--- RECORDS FOR THIS EXERCISE ---

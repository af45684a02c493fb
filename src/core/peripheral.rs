// src/core/peripheral.rs
//! Simulated peripheral change detection.
//!
//! No real hardware is enumerated. Two independent generators fabricate
//! events on their own schedules: a device-attach generator that fires with
//! fixed probability each tick, and a monitor-count generator that samples a
//! synthetic display count and fires on multi-monitor transitions. Every
//! event carries the same fixed risk increment.

use std::sync::Arc;
use std::thread::JoinHandle;
use std::time::Duration;

use chrono::Utc;
use rand::rngs::StdRng;
use rand::{Rng, SeedableRng};
use tracing::{error, info, warn};

use crate::core::risk::PERIPHERAL_RISK_INCREMENT;
use crate::core::types::{
    invoke_callback, EventCallback, MonitorState, PeripheralEvent, PeripheralKind, Shutdown,
};

/// Peripheral monitor configuration.
#[derive(Debug, Clone)]
pub struct PeripheralMonitorConfig {
    /// Tick interval of the device-attach generator.
    pub device_interval: Duration,
    /// Tick interval of the monitor-count generator.
    pub display_interval: Duration,
    /// Per-tick probability of a simulated device attach.
    pub attach_probability: f64,
    /// Seed for the generators' RNGs. `None` seeds from the OS.
    pub rng_seed: Option<u64>,
}

impl Default for PeripheralMonitorConfig {
    fn default() -> Self {
        Self {
            device_interval: Duration::from_secs(10),
            display_interval: Duration::from_secs(15),
            attach_probability: 0.2,
            rng_seed: None,
        }
    }
}

/// Tracks the previously observed monitor count and decides whether a
/// sampled count produces an event.
///
/// An event fires only when the count changed and the new count is more
/// than one monitor; the stored count updates on every change either way.
#[derive(Debug)]
pub struct DisplayState {
    last_count: u32,
}

impl DisplayState {
    /// One monitor is assumed at startup.
    pub fn new() -> Self {
        Self { last_count: 1 }
    }

    pub fn last_count(&self) -> u32 {
        self.last_count
    }

    /// Record a sampled count; returns whether an event should fire.
    pub fn observe(&mut self, new_count: u32) -> bool {
        if new_count == self.last_count {
            return false;
        }
        self.last_count = new_count;
        new_count > 1
    }
}

impl Default for DisplayState {
    fn default() -> Self {
        Self::new()
    }
}

/// Runs the two simulated generators and accumulates peripheral risk.
pub struct PeripheralMonitor {
    config: PeripheralMonitorConfig,
    callback: Option<EventCallback<PeripheralEvent>>,
    state: Arc<MonitorState<PeripheralEvent>>,
    shutdown: Option<Arc<Shutdown>>,
    handles: Vec<JoinHandle<()>>,
}

impl PeripheralMonitor {
    pub fn new(config: PeripheralMonitorConfig) -> Self {
        Self {
            config,
            callback: None,
            state: Arc::new(MonitorState::new()),
            shutdown: None,
            handles: Vec::new(),
        }
    }

    /// Register a callback invoked synchronously for every peripheral event.
    pub fn with_callback(mut self, callback: EventCallback<PeripheralEvent>) -> Self {
        self.callback = Some(callback);
        self
    }

    /// Start both generators. Returns whether the monitor actually started;
    /// a second call while running is a no-op.
    pub fn start(&mut self) -> bool {
        if !self.handles.is_empty() {
            warn!("peripheral monitor already running; ignoring start()");
            return false;
        }

        let shutdown = Arc::new(Shutdown::new());
        let (device_rng, display_rng) = match self.config.rng_seed {
            Some(seed) => (StdRng::seed_from_u64(seed), StdRng::seed_from_u64(seed ^ 1)),
            None => (StdRng::from_entropy(), StdRng::from_entropy()),
        };

        let config = self.config.clone();
        let state = Arc::clone(&self.state);
        let callback = self.callback.clone();
        let loop_shutdown = Arc::clone(&shutdown);
        self.handles.push(std::thread::spawn(move || {
            device_loop(config, device_rng, state, callback, loop_shutdown);
        }));

        let config = self.config.clone();
        let state = Arc::clone(&self.state);
        let callback = self.callback.clone();
        let loop_shutdown = Arc::clone(&shutdown);
        self.handles.push(std::thread::spawn(move || {
            display_loop(config, display_rng, state, callback, loop_shutdown);
        }));

        self.shutdown = Some(shutdown);
        info!("peripheral monitor (simulated) started");
        true
    }

    /// Stop both generators and wait for them to exit. No event is appended
    /// after this method returns.
    pub fn stop(&mut self) {
        if let Some(shutdown) = self.shutdown.take() {
            shutdown.trip();
        }
        for handle in self.handles.drain(..) {
            if handle.join().is_err() {
                error!("peripheral generator thread panicked");
            }
        }
        info!("peripheral monitor (simulated) stopped");
    }

    pub fn is_running(&self) -> bool {
        !self.handles.is_empty()
    }

    /// Cumulative risk score. Monotonically non-decreasing for the
    /// lifetime of the monitor.
    pub fn risk_score(&self) -> u64 {
        self.state.risk_score()
    }

    /// Snapshot of the ordered event log. No relative ordering is
    /// guaranteed between the two generators' events.
    pub fn events(&self) -> Vec<PeripheralEvent> {
        self.state.events()
    }

    pub fn event_count(&self) -> usize {
        self.state.event_count()
    }

    /// Export the event log as pretty-printed JSON.
    pub fn export_json(&self) -> Result<String, serde_json::Error> {
        self.state.export_json()
    }
}

impl Drop for PeripheralMonitor {
    fn drop(&mut self) {
        if !self.handles.is_empty() {
            self.stop();
        }
    }
}

fn emit(
    state: &MonitorState<PeripheralEvent>,
    callback: &Option<EventCallback<PeripheralEvent>>,
    kind: PeripheralKind,
    description: String,
) {
    let event = PeripheralEvent {
        timestamp: Utc::now(),
        kind,
        description,
        risk_increment: PERIPHERAL_RISK_INCREMENT,
    };
    state.record(event.clone(), PERIPHERAL_RISK_INCREMENT);
    info!(
        "simulated peripheral event: {}; risk increased by {}",
        event.description, PERIPHERAL_RISK_INCREMENT
    );
    if let Some(callback) = callback {
        invoke_callback(callback, &event, "peripheral");
    }
}

fn device_loop(
    config: PeripheralMonitorConfig,
    mut rng: StdRng,
    state: Arc<MonitorState<PeripheralEvent>>,
    callback: Option<EventCallback<PeripheralEvent>>,
    shutdown: Arc<Shutdown>,
) {
    while shutdown.is_running() {
        if rng.gen::<f64>() < config.attach_probability {
            let description = format!("Simulated peripheral {}", rng.gen_range(1..=100));
            emit(&state, &callback, PeripheralKind::DeviceAttach, description);
        }
        if !shutdown.wait_timeout(config.device_interval) {
            break;
        }
    }
}

fn display_loop(
    config: PeripheralMonitorConfig,
    mut rng: StdRng,
    state: Arc<MonitorState<PeripheralEvent>>,
    callback: Option<EventCallback<PeripheralEvent>>,
    shutdown: Arc<Shutdown>,
) {
    let mut displays = DisplayState::new();

    while shutdown.is_running() {
        let new_count = rng.gen_range(1..=3);
        if displays.observe(new_count) {
            let description = format!("Multiple monitors detected: {}", new_count);
            emit(&state, &callback, PeripheralKind::MonitorChange, description);
        }
        if !shutdown.wait_timeout(config.display_interval) {
            break;
        }
    }
}
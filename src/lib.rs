//! Live telemetry-and-response engine
//!
//! A session couples four parts around one shared [`OptimizationProfile`]:
//!
//! ```text
//! MetricSource ──► MonitorActor ──snapshot──► AlertEvaluator ──alerts──┐
//!                      ▲                                               ▼
//!                      │                                     OrchestratorActor ──► actions
//!                      │                                               │
//!                  profile ◄── PerformanceOptimizer ◄── overhead ◄─────┘
//! ```
//!
//! Start one with [`session::SessionBuilder`].

pub mod actions;
pub mod actors;
pub mod alerts;
pub mod config;
pub mod error;
pub mod events;
pub mod monitors;
pub mod optimizer;
pub mod profile;
pub mod session;
pub mod sources;
pub mod util;
pub mod workflows;

/// A single point-in-time reading
pub type MetricValue = f64;

/// Resident memory of a unit in megabytes
pub const MEMORY_MB: &str = "memory_mb";
/// Request latency of a unit in milliseconds
pub const LATENCY_MS: &str = "latency_ms";
/// Fraction of failed requests, `0.0..=1.0`
pub const ERROR_RATE: &str = "error_rate";

pub use alerts::{Alert, AlertNotification, AlertStatus, Severity};
pub use error::{EngineError, EngineResult};
pub use monitors::{MonitoredUnit, MonitoringSnapshot};
pub use profile::{OptimizationProfile, ProfileName};
pub use session::{Session, SessionBuilder, SessionStatus};
pub use workflows::{ExecutionStatus, Workflow, WorkflowExecution};
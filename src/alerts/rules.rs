use std::fmt;

use serde::{Deserialize, Serialize};
use tracing::trace;

use crate::MetricValue;
use crate::error::{EngineError, EngineResult};

use super::Severity;

#[derive(Debug, Clone, Copy, PartialEq, Eq, Serialize, Deserialize)]
#[serde(rename_all = "lowercase")]
pub enum Comparator {
    #[serde(alias = ">")]
    Gt,
    #[serde(alias = ">=")]
    Gte,
    #[serde(alias = "<")]
    Lt,
    #[serde(alias = "<=")]
    Lte,
}

impl Comparator {
    /// Whether `value` violates `threshold` under this comparator
    pub fn breaches(self, value: MetricValue, threshold: f64) -> bool {
        match self {
            Comparator::Gt => value > threshold,
            Comparator::Gte => value >= threshold,
            Comparator::Lt => value < threshold,
            Comparator::Lte => value <= threshold,
        }
    }

    pub fn symbol(self) -> &'static str {
        match self {
            Comparator::Gt => ">",
            Comparator::Gte => ">=",
            Comparator::Lt => "<",
            Comparator::Lte => "<=",
        }
    }
}

impl fmt::Display for Comparator {
    fn fmt(&self, f: &mut fmt::Formatter<'_>) -> fmt::Result {
        f.write_str(self.symbol())
    }
}

/// Declarative threshold rule
#[derive(Debug, Clone, PartialEq, Serialize, Deserialize)]
pub struct AlertRule {
    pub metric: String,
    pub comparator: Comparator,
    pub threshold: f64,
    pub severity: Severity,

    /// Action identifiers suggested to whoever handles the alert
    #[serde(default)]
    pub recovery_actions: Vec<String>,

    /// Alert type used for deduplication; defaults to the metric name
    #[serde(default, rename = "type")]
    pub alert_type: Option<String>,

    /// Consecutive breaches tolerated before the rule fires
    #[serde(default)]
    pub grace: Option<usize>,
}

impl AlertRule {
    pub fn new(
        metric: impl Into<String>,
        comparator: Comparator,
        threshold: f64,
        severity: Severity,
    ) -> Self {
        Self {
            metric: metric.into(),
            comparator,
            threshold,
            severity,
            recovery_actions: Vec::new(),
            alert_type: None,
            grace: None,
        }
    }

    pub fn with_recovery_actions<I, S>(mut self, actions: I) -> Self
    where
        I: IntoIterator<Item = S>,
        S: Into<String>,
    {
        self.recovery_actions = actions.into_iter().map(Into::into).collect();
        self
    }

    pub fn with_type(mut self, alert_type: impl Into<String>) -> Self {
        self.alert_type = Some(alert_type.into());
        self
    }

    pub fn with_grace(mut self, grace: usize) -> Self {
        self.grace = Some(grace);
        self
    }

    pub fn alert_type(&self) -> &str {
        self.alert_type.as_deref().unwrap_or(&self.metric)
    }

    /// Human readable form, e.g. `memory_mb > 100`
    pub fn describe(&self) -> String {
        format!("{} {} {}", self.metric, self.comparator, self.threshold)
    }

    pub fn validate(&self) -> EngineResult<()> {
        if self.metric.trim().is_empty() {
            return Err(EngineError::RuleEvaluation {
                rule: self.describe(),
                reason: "metric name is empty".to_string(),
            });
        }
        if !self.threshold.is_finite() {
            return Err(EngineError::RuleEvaluation {
                rule: self.describe(),
                reason: format!("threshold {} is not a finite number", self.threshold),
            });
        }
        if self.alert_type.as_deref().is_some_and(|t| t.trim().is_empty()) {
            return Err(EngineError::RuleEvaluation {
                rule: self.describe(),
                reason: "alert type is empty".to_string(),
            });
        }
        Ok(())
    }
}

/// Outcome of feeding one observation into a [`BreachTracker`]
#[derive(Debug, Clone, Copy, PartialEq, Eq)]
pub enum BreachEvaluation {
    /// Not breaching and not firing
    Ok,
    /// Breaching, but still within the rule's grace
    Pending,
    /// This observation made the rule fire
    StartsToBreach,
    /// Firing and still breaching
    Breaching,
    /// Firing, no longer breaching, cooldown not yet over
    Recovering,
    /// Cooldown completed; the rule stopped firing
    BackToOk,
}

/// Breach state of one rule for one unit
#[derive(Debug, Clone, Copy, Default)]
pub struct BreachTracker {
    breaches: usize,
    clears: usize,
    firing: bool,
}

impl BreachTracker {
    pub fn is_firing(&self) -> bool {
        self.firing
    }

    /// Advance the state machine by one snapshot
    ///
    /// `grace` is the number of breaches tolerated before firing, `cooldown` the number of
    /// consecutive clear observations needed to stop firing.
    pub fn observe(&mut self, breached: bool, grace: usize, cooldown: usize) -> BreachEvaluation {
        let evaluation = if breached {
            self.clears = 0;
            self.breaches += 1;

            if self.firing {
                BreachEvaluation::Breaching
            } else if self.breaches > grace {
                self.firing = true;
                BreachEvaluation::StartsToBreach
            } else {
                BreachEvaluation::Pending
            }
        } else {
            self.breaches = 0;

            if !self.firing {
                BreachEvaluation::Ok
            } else {
                self.clears += 1;
                if self.clears >= cooldown.max(1) {
                    self.firing = false;
                    self.clears = 0;
                    BreachEvaluation::BackToOk
                } else {
                    BreachEvaluation::Recovering
                }
            }
        };

        trace!(
            "breaches {}/{grace}, clears {}/{cooldown} -> {evaluation:?}",
            self.breaches, self.clears
        );
        evaluation
    }
}
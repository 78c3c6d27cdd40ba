//! HTTP agent metric source
//!
//! Reads metrics from an agent that exposes one endpoint per unit and metric:
//!
//! ```text
//! GET {base_url}/units/{unit}/metrics/{metric}   →   {"value": 42.0}
//! ```
//!
//! Unit and metric ids are percent-encoded as single path segments. The client is built
//! once and reused across fetches. When a token is configured it is
//! sent in the `X-MONITORING-SECRET` header.

use std::time::Duration;

use anyhow::bail;
use async_trait::async_trait;
use reqwest::Url;
use serde::Deserialize;
use tracing::{instrument, trace};

use crate::MetricValue;
use crate::config::HttpSourceConfig;
use crate::error::FetchError;

use super::MetricSource;

const SECRET_HEADER: &str = "X-MONITORING-SECRET";

#[derive(Debug, Deserialize)]
struct MetricResponse {
    value: MetricValue,
}

/// Metric source polling an HTTP agent
#[derive(Debug, Clone)]
pub struct HttpMetricSource {
    client: reqwest::Client,
    base_url: Url,
    token: Option<String>,
}

impl HttpMetricSource {
    pub fn new(config: &HttpSourceConfig) -> anyhow::Result<Self> {
        let client = reqwest::Client::builder()
            .timeout(Duration::from_secs(30))
            .build()?;

        let base_url = Url::parse(&config.base_url)?;
        if base_url.cannot_be_a_base() {
            bail!("agent url {base_url} cannot carry a path");
        }

        Ok(Self {
            client,
            base_url,
            token: config.token.clone(),
        })
    }

    fn url(&self, unit_id: &str, metric: &str) -> Result<Url, FetchError> {
        let mut url = self.base_url.clone();
        url.path_segments_mut()
            .map_err(|()| FetchError::Unavailable(format!("agent url {} has no path", self.base_url)))?
            .pop_if_empty()
            .extend(["units", unit_id, "metrics", metric]);
        Ok(url)
    }
}

#[async_trait]
impl MetricSource for HttpMetricSource {
    #[instrument(skip(self, timeout))]
    async fn fetch(
        &self,
        unit_id: &str,
        metric: &str,
        timeout: Duration,
    ) -> Result<MetricValue, FetchError> {
        let url = self.url(unit_id, metric)?;
        trace!("requesting {url}");

        let mut request = self.client.get(url).timeout(timeout);
        if let Some(token) = &self.token {
            request = request.header(SECRET_HEADER, token);
        }

        let response = request.send().await.map_err(|e| {
            if e.is_timeout() {
                FetchError::Timeout(timeout)
            } else {
                FetchError::Unavailable(format!("failed to send HTTP request: {e}"))
            }
        })?;

        if response.status() == reqwest::StatusCode::NOT_FOUND {
            return Err(FetchError::UnknownMetric(metric.to_string()));
        }

        if !response.status().is_success() {
            return Err(FetchError::Unavailable(format!(
                "HTTP error: {}",
                response.status()
            )));
        }

        let body = response
            .text()
            .await
            .map_err(|e| FetchError::Unavailable(format!("failed to read response body: {e}")))?;

        let parsed: MetricResponse = serde_json::from_str(&body)
            .map_err(|e| FetchError::Unavailable(format!("failed to parse metric JSON: {e}")))?;

        Ok(parsed.value)
    }
}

---

_WORK INSTRUCTION_. Above are the records; report each line in them that includes the word "rand".

_ANSWER TO THIS TASK_.
use rand::rngs::StdRng;
use rand::{Rng, SeedableRng};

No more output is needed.